**Exercise aim:** Calculate how many lines of the data hold "same". The answer consists of that number only.

**Provided data:**
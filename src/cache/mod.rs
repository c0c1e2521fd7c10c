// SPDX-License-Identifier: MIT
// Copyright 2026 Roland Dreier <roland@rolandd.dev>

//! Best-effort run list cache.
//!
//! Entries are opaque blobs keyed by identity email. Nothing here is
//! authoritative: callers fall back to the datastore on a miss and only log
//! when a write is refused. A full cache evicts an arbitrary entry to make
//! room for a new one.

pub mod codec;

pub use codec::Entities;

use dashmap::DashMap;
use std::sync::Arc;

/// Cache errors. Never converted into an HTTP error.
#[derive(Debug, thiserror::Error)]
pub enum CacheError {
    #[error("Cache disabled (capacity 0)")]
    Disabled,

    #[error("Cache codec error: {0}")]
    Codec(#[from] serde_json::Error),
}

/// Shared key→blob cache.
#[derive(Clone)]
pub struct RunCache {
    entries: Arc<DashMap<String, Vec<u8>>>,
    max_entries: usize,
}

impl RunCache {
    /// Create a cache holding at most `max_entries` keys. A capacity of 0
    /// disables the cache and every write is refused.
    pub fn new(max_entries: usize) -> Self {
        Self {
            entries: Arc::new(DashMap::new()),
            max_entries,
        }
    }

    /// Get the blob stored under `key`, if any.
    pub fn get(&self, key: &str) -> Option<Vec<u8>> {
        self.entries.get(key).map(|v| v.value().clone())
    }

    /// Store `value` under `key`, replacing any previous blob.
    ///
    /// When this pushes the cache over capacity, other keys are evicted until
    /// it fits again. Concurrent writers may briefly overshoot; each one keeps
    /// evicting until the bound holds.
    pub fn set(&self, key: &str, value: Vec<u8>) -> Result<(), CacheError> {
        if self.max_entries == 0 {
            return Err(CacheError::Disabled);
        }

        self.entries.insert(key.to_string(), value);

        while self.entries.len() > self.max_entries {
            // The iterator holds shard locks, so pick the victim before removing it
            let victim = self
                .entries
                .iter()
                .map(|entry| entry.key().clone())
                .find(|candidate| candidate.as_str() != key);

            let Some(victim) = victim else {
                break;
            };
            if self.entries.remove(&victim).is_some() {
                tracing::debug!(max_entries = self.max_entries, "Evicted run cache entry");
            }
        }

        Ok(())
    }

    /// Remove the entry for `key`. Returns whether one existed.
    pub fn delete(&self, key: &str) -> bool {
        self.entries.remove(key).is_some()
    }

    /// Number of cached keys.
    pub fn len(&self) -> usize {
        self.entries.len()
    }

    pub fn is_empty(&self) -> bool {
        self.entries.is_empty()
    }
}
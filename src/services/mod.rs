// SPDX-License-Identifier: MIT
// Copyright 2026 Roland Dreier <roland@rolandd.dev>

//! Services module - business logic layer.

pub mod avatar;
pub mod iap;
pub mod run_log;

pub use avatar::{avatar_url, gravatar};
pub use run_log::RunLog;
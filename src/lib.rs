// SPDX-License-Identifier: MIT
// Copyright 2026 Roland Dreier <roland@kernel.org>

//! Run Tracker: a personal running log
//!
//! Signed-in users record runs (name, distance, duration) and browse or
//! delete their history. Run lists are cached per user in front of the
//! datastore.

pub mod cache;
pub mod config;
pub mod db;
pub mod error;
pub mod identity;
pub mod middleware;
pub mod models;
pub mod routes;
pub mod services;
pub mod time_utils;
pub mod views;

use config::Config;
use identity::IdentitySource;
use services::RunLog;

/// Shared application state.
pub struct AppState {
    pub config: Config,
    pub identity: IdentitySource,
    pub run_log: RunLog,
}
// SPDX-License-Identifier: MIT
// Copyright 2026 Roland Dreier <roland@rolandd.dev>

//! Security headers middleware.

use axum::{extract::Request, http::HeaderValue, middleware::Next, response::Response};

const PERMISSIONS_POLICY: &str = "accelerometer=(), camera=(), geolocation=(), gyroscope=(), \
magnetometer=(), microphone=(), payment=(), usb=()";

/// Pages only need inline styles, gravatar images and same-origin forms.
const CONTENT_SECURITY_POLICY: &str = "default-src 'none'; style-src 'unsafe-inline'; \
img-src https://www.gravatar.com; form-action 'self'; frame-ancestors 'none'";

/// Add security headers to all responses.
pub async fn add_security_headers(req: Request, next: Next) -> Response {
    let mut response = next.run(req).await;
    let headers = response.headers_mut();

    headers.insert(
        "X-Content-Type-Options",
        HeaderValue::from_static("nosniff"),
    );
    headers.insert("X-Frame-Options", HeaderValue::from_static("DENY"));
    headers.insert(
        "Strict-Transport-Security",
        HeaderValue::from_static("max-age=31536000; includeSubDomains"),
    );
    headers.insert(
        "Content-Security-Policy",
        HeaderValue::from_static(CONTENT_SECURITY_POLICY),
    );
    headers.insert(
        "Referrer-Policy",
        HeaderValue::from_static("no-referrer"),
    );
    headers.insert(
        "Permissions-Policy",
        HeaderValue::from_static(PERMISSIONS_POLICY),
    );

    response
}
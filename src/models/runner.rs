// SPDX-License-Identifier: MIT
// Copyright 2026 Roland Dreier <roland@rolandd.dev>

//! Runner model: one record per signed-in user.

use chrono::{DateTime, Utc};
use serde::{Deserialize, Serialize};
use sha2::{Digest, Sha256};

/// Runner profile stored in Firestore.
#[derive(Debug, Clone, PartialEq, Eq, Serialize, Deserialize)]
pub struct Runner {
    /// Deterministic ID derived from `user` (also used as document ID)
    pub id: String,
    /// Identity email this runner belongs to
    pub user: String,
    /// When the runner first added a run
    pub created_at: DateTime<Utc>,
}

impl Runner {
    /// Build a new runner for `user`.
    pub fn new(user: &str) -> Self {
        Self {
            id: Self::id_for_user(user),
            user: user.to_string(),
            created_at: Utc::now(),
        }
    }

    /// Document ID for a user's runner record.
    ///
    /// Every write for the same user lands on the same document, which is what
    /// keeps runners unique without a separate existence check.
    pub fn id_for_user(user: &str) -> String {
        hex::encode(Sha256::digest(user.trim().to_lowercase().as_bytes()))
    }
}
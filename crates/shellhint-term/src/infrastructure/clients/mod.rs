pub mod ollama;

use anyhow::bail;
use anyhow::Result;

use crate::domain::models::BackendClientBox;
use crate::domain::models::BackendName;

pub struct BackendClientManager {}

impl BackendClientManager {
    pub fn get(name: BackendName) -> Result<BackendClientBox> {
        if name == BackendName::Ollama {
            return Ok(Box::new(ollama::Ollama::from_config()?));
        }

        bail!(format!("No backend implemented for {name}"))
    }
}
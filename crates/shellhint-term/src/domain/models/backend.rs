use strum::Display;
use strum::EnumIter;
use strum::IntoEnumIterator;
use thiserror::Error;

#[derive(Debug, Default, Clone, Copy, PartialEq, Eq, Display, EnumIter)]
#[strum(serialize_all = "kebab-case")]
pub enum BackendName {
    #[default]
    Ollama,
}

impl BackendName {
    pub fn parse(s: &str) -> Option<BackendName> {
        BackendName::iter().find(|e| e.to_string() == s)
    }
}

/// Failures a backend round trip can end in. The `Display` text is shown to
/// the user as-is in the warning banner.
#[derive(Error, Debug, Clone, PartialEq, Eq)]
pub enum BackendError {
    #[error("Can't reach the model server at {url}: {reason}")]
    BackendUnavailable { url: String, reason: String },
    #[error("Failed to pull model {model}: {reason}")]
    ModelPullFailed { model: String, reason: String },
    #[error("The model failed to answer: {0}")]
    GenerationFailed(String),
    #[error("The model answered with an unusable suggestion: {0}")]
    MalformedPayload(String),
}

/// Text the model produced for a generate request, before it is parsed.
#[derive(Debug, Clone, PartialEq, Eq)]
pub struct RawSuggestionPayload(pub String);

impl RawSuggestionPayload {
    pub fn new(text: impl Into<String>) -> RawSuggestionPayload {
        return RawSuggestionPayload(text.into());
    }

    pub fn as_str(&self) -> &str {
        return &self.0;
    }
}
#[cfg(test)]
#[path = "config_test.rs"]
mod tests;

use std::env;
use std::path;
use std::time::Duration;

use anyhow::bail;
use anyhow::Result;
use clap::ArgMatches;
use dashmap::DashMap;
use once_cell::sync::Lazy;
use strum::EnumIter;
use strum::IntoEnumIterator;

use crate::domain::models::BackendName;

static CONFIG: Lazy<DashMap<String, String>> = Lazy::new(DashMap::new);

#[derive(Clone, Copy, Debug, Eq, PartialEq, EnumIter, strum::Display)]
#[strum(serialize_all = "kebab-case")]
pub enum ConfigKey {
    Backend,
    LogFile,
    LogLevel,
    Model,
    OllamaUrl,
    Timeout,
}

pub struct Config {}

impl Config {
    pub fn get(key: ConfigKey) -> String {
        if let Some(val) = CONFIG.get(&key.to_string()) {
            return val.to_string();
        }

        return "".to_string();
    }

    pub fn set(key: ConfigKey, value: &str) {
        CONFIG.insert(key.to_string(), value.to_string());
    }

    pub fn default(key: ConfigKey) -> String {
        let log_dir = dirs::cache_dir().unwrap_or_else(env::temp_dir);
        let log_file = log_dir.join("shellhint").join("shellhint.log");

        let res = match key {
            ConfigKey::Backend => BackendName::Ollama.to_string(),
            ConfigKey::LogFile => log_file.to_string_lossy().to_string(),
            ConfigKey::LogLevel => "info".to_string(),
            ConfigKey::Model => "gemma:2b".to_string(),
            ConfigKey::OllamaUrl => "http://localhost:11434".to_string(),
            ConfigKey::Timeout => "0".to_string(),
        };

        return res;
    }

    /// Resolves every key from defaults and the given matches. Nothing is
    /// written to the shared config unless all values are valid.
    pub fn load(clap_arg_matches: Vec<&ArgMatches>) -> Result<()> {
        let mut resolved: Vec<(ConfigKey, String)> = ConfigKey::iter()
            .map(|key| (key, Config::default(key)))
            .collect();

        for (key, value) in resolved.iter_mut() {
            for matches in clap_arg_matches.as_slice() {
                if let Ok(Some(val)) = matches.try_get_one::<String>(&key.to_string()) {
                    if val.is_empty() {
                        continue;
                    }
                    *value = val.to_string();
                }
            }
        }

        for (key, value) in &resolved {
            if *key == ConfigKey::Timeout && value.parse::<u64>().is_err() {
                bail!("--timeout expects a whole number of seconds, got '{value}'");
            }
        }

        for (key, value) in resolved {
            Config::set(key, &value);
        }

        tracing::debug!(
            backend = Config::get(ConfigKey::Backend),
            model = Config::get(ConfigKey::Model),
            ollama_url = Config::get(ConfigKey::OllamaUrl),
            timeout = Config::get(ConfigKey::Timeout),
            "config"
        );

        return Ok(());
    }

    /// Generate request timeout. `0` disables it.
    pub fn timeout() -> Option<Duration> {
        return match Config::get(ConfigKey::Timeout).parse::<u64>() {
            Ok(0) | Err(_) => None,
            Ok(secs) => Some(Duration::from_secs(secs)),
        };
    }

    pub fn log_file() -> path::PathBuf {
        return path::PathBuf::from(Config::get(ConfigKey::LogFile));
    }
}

---

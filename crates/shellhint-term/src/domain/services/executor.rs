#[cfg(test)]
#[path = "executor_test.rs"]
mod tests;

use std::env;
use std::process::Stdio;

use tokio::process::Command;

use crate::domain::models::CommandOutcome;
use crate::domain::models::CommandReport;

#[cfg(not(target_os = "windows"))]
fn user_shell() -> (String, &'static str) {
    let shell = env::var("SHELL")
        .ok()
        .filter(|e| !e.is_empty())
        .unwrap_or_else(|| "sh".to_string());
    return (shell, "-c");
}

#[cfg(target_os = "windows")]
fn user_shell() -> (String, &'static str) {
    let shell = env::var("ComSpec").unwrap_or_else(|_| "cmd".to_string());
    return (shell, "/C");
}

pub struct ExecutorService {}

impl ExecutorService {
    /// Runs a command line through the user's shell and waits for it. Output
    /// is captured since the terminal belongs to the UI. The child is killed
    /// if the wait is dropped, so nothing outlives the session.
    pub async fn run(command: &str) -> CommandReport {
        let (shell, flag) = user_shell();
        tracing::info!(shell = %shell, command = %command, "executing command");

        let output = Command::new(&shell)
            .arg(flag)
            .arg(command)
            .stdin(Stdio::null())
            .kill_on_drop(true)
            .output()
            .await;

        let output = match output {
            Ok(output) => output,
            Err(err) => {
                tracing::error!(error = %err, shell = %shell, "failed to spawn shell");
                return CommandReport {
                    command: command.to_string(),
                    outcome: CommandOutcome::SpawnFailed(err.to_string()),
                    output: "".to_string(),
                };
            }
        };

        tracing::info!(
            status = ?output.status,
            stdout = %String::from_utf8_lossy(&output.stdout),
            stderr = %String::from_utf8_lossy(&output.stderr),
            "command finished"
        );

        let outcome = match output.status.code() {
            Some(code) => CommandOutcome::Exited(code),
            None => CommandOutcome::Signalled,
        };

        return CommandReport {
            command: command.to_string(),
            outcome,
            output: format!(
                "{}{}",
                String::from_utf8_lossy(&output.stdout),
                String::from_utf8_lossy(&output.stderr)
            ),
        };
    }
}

**Your solution:** 2